The video is an example of how different pieces can be mixed, remixed and mashed up to produce something completely new and different. But this example is only the tip of a very large iceberg.
When people come together to share thier their expertise, focus their work on a single project and use computer-supported collaboration tools, you have what has been termed mass collaboration. Wikipedia is a prominent example. Like Karen Armstrong’s TED wish: the Charter for Compassion, which I first wrote about in my earlier post, you have a network on individuals coming together to solve a problem or to create a new product. Essential to mass collaboration is the community of contributors to the project. You need people willing to share their ideas and to work with technologies that make the sharing possible.
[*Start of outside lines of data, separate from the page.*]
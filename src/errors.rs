//! # Error Handling Module
//!
//! ## Purpose
//! Centralized error handling for the judgment search client, providing
//! structured error types for every failure path the fetch pipeline can hit.
//!
//! ## Input/Output Specification
//! - **Input**: Error conditions from configuration, transport, and decoding
//! - **Output**: Structured error types with context, plus user-facing notices
//! - **Error Categories**: Configuration, Network, Decode, PDF resolution
//!
//! Cancellation is deliberately absent from this enum: a superseded fetch is
//! not an error and is expressed as `fetcher::FetchOutcome::Superseded`.

use thiserror::Error;

/// Result type used throughout the application
pub type Result<T> = std::result::Result<T, SearchError>;

/// Error types for the judgment search client
#[derive(Debug, Error)]
pub enum SearchError {
    /// Configuration errors
    #[error("Configuration error: {message}")]
    Config { message: String },

    /// Validation errors
    #[error("Validation failed for field '{field}': {reason}")]
    ValidationFailed { field: String, reason: String },

    /// Network-related errors
    #[error("Network error: {details}")]
    Network { details: String },

    /// Non-success HTTP responses from the search API
    #[error("HTTP {status} from search API: {details}")]
    Http { status: u16, details: String },

    /// Response body decoding errors
    #[error("Failed to decode response from {endpoint}: {details}")]
    Decode { endpoint: String, details: String },

    /// PDF URL resolution failed for a document
    #[error("No PDF available for document '{doc_id}'")]
    PdfNotFound { doc_id: String },
}

impl SearchError {
    /// Get error category for structured logging
    pub fn category(&self) -> &'static str {
        match self {
            SearchError::Config { .. } | SearchError::ValidationFailed { .. } => "configuration",
            SearchError::Network { .. } | SearchError::Http { .. } => "network",
            SearchError::Decode { .. } => "decode",
            SearchError::PdfNotFound { .. } => "pdf",
        }
    }

    /// User-visible notice for errors that should block with a message rather
    /// than silently reset state. Only PDF resolution qualifies; everything
    /// else resets the result list and is reported to the failure collector.
    pub fn user_notice(&self) -> Option<String> {
        match self {
            SearchError::PdfNotFound { doc_id } => {
                Some(format!("PDF not found for judgment {}", doc_id))
            }
            _ => None,
        }
    }
}

// Conversion from common error types
impl From<reqwest::Error> for SearchError {
    fn from(err: reqwest::Error) -> Self {
        SearchError::Network {
            details: err.to_string(),
        }
    }
}

impl From<serde_json::Error> for SearchError {
    fn from(err: serde_json::Error) -> Self {
        SearchError::Decode {
            endpoint: "unknown".to_string(),
            details: err.to_string(),
        }
    }
}
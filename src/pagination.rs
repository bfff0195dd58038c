//! # Pagination Module
//!
//! Compact page-number list for pagination controls: always show the first and
//! last page plus a window around the current page, collapsing longer skipped
//! runs into a single gap marker.

/// One element of a compact pagination control
#[derive(Debug, Clone, Copy, PartialEq, Eq)]
pub enum PageMarker {
    /// A concrete page number the control links to
    Page(u32),
    /// Stands in for an unlisted run of page numbers
    Gap,
}

/// Pages within this distance of the current page are always listed
const PAGE_WINDOW: u32 = 2;

/// Compute the number of pages needed for `total` results
pub fn total_pages(total: u64, page_size: u32) -> u32 {
    if page_size == 0 {
        return 0;
    }
    ((total + page_size as u64 - 1) / page_size as u64) as u32
}

/// Produce the compact marker sequence for a pagination control.
///
/// Includes page 1, `total_pages`, and every page within [`PAGE_WINDOW`] of
/// `current_page`. Between consecutive included pages, a gap of exactly one
/// page is filled with that page; anything wider collapses to one
/// [`PageMarker::Gap`].
///
/// `current_page` must already be clamped to `[1, total_pages]` by the caller;
/// `total_pages == 0` yields an empty sequence.
pub fn compact_page_markers(current_page: u32, total_pages: u32) -> Vec<PageMarker> {
    if total_pages == 0 {
        return Vec::new();
    }

    let window_low = current_page.saturating_sub(PAGE_WINDOW);
    let window_high = current_page.saturating_add(PAGE_WINDOW);

    let included: Vec<u32> = (1..=total_pages)
        .filter(|&p| p == 1 || p == total_pages || (window_low <= p && p <= window_high))
        .collect();

    let mut markers = Vec::with_capacity(included.len() + 2);
    let mut previous: Option<u32> = None;
    for page in included {
        if let Some(prev) = previous {
            match page - prev {
                0 | 1 => {}
                // exactly one skipped page: cheaper to show it than a marker
                2 => markers.push(PageMarker::Page(prev + 1)),
                _ => markers.push(PageMarker::Gap),
            }
        }
        markers.push(PageMarker::Page(page));
        previous = Some(page);
    }
    markers
}

#[cfg(test)]
mod tests {
    use super::*;

    fn pages(markers: &[PageMarker]) -> Vec<i64> {
        markers
            .iter()
            .map(|m| match m {
                PageMarker::Page(p) => *p as i64,
                PageMarker::Gap => -1,
            })
            .collect()
    }

    #[test]
    fn test_single_page() {
        assert_eq!(pages(&compact_page_markers(1, 1)), vec![1]);
    }

    #[test]
    fn test_no_pages() {
        assert!(compact_page_markers(1, 0).is_empty());
    }

    #[test]
    fn test_window_fills_single_page_gap() {
        // 1 and 3 are two apart, so page 2 is shown instead of a marker;
        // 7 to 10 is wider and collapses to a gap
        assert_eq!(
            pages(&compact_page_markers(5, 10)),
            vec![1, 2, 3, 4, 5, 6, 7, -1, 10]
        );
    }

    #[test]
    fn test_gaps_on_both_sides() {
        assert_eq!(
            pages(&compact_page_markers(50, 100)),
            vec![1, -1, 48, 49, 50, 51, 52, -1, 100]
        );
    }

    #[test]
    fn test_current_at_first_page() {
        assert_eq!(pages(&compact_page_markers(1, 10)), vec![1, 2, 3, -1, 10]);
    }

    #[test]
    fn test_current_at_last_page() {
        assert_eq!(pages(&compact_page_markers(10, 10)), vec![1, -1, 8, 9, 10]);
    }

    #[test]
    fn test_small_total_lists_everything() {
        assert_eq!(pages(&compact_page_markers(1, 3)), vec![1, 2, 3]);
        assert_eq!(pages(&compact_page_markers(2, 4)), vec![1, 2, 3, 4]);
    }

    #[test]
    fn test_total_pages_rounding() {
        assert_eq!(total_pages(0, 10), 0);
        assert_eq!(total_pages(1, 10), 1);
        assert_eq!(total_pages(10, 10), 1);
        assert_eq!(total_pages(23, 10), 3);
        assert_eq!(total_pages(0, 0), 0);
    }

    #[test]
    fn test_never_two_adjacent_gaps() {
        for total in 1..=60 {
            for current in 1..=total {
                let markers = compact_page_markers(current, total);
                for pair in markers.windows(2) {
                    assert!(
                        !(pair[0] == PageMarker::Gap && pair[1] == PageMarker::Gap),
                        "adjacent gaps at current={} total={}",
                        current,
                        total
                    );
                }
                assert_eq!(markers.first(), Some(&PageMarker::Page(1)));
                assert_eq!(markers.last(), Some(&PageMarker::Page(total)));
            }
        }
    }
}
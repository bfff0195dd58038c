use serde_json::json;
use wiremock::matchers::{method, path, query_param};
use wiremock::{Mock, MockServer, ResponseTemplate};

use judgment_search_client::{Config, SearchError, SearchSession};

async fn session_against(server: &MockServer) -> SearchSession {
    let mut config = Config::default();
    config.api.base_url = server.uri();
    SearchSession::from_config(&config).expect("session should build against mock server")
}

#[tokio::test]
async fn test_pdf_url_resolves_for_known_document() {
    let server = MockServer::start().await;

    Mock::given(method("GET"))
        .and(path("/api/get-pdf-url"))
        .and(query_param("doc_id", "SC1984_120"))
        .respond_with(ResponseTemplate::new(200).set_body_json(json!({
            "url": "https://files.example.org/judgments/SC1984_120.pdf"
        })))
        .expect(1)
        .mount(&server)
        .await;

    let session = session_against(&server).await;
    let url = session.resolve_pdf_url("SC1984_120").await.unwrap();
    assert_eq!(url, "https://files.example.org/judgments/SC1984_120.pdf");
}

#[tokio::test]
async fn test_pdf_not_found_surfaces_user_notice() {
    let server = MockServer::start().await;

    Mock::given(method("GET"))
        .and(path("/api/get-pdf-url"))
        .respond_with(ResponseTemplate::new(404))
        .mount(&server)
        .await;

    let session = session_against(&server).await;
    let error = session.resolve_pdf_url("HC2010_55").await.unwrap_err();
    assert!(matches!(error, SearchError::PdfNotFound { .. }));
    assert!(error.user_notice().unwrap().contains("HC2010_55"));
}

#[tokio::test]
async fn test_pdf_response_without_url_is_not_found() {
    let server = MockServer::start().await;

    Mock::given(method("GET"))
        .and(path("/api/get-pdf-url"))
        .respond_with(ResponseTemplate::new(200).set_body_json(json!({})))
        .mount(&server)
        .await;

    let session = session_against(&server).await;
    let error = session.resolve_pdf_url("SC2001_9").await.unwrap_err();
    assert!(matches!(error, SearchError::PdfNotFound { .. }));
}

#[tokio::test]
async fn test_pdf_transport_failure_folds_into_not_found() {
    let server = MockServer::start().await;

    Mock::given(method("GET"))
        .and(path("/api/get-pdf-url"))
        .respond_with(ResponseTemplate::new(500))
        .mount(&server)
        .await;

    let session = session_against(&server).await;
    let error = session.resolve_pdf_url("SC2001_9").await.unwrap_err();
    assert!(matches!(error, SearchError::PdfNotFound { .. }));
    assert!(error.user_notice().is_some());
}

#[tokio::test]
async fn test_suggestions_round_trip() {
    let server = MockServer::start().await;

    Mock::given(method("GET"))
        .and(path("/api/autocomplete"))
        .and(query_param("q", "con"))
        .respond_with(
            ResponseTemplate::new(200)
                .set_body_json(json!(["contract", "constitution", "contempt"])),
        )
        .mount(&server)
        .await;

    let session = session_against(&server).await;
    let suggestions = session.suggest("con").await;
    assert_eq!(suggestions, vec!["contract", "constitution", "contempt"]);
}

#[tokio::test]
async fn test_suggestion_failure_degrades_to_empty() {
    let server = MockServer::start().await;

    Mock::given(method("GET"))
        .and(path("/api/autocomplete"))
        .respond_with(ResponseTemplate::new(500))
        .mount(&server)
        .await;

    let session = session_against(&server).await;
    assert!(session.suggest("con").await.is_empty());

    // empty prefixes never hit the network
    assert!(session.suggest("").await.is_empty());
}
Another example of great work that is being carried out through mass collaboration is the Grameen Foundation whose work is to “combine the power of microfianane, technology and innovative solutions to defeat global poverty”.
While some argue that mass collaborative projects are economically smart, (through outsourcing / croudsourcing) I would argue that they highlight an important aspect of the human experience and that is the shared collective whole. While boundaries are being blurred, we are also learning to realize that which we all share: that we are all the same and that we are better when we work together. The affect this is having on major corporations and how mass collaborative networks are paving a road for new demand, as well as new products, is the subject of an article that was published in Business Week entitled, The Power of Us.
In the end, I think more important than the new products that are created, is the innovation that collaborative networks help to create. Relationships are being formed and understanding and knowledge is being shared and created. It is this kind of collaboration that will hopefully empower us to address the serious challenges that our species faces now and in the future.
In order to “prepare” our students, present and future, we need to fully understand the tools that are out there and their potential to elevate learning outcomes through collaboration and creativity. We are not going to solve the world’s problems with ideas that already exist. I don’t know if teachers can in fact prepare students, but we can work together with them; learn, share, collaborate and take risks that will move us beyond curriculum and concept attainment. Preparing students for a future we do not yet know is like giving them a map to a place we have not yet been. Instead, we need to introduce, integrate and implement learning opportunities with the technology that we have today. It is constantly changing, albeit, but interestingly, it is all interconnected. Students who are aware of the tools, acquire the knowledge of how to use them; and are empowered to extend their learning to new horizons and applications, are the ones who will make new discoveries and contribute to the global “intellectual property”. This can’t happen in isolation, nor will it.
Personally, I would like to see a curriculum that reflects this change. The question of equal access and equity also play an important part of this paradigm shift that is beginning to unfold. One Laptop Per Child is an organization devoted to this end.
I think we are moving in the right direction, but are we all? How can we tap into resources (our collective minds) that were always there, but till recently, lay dormant, fragmented and isolated?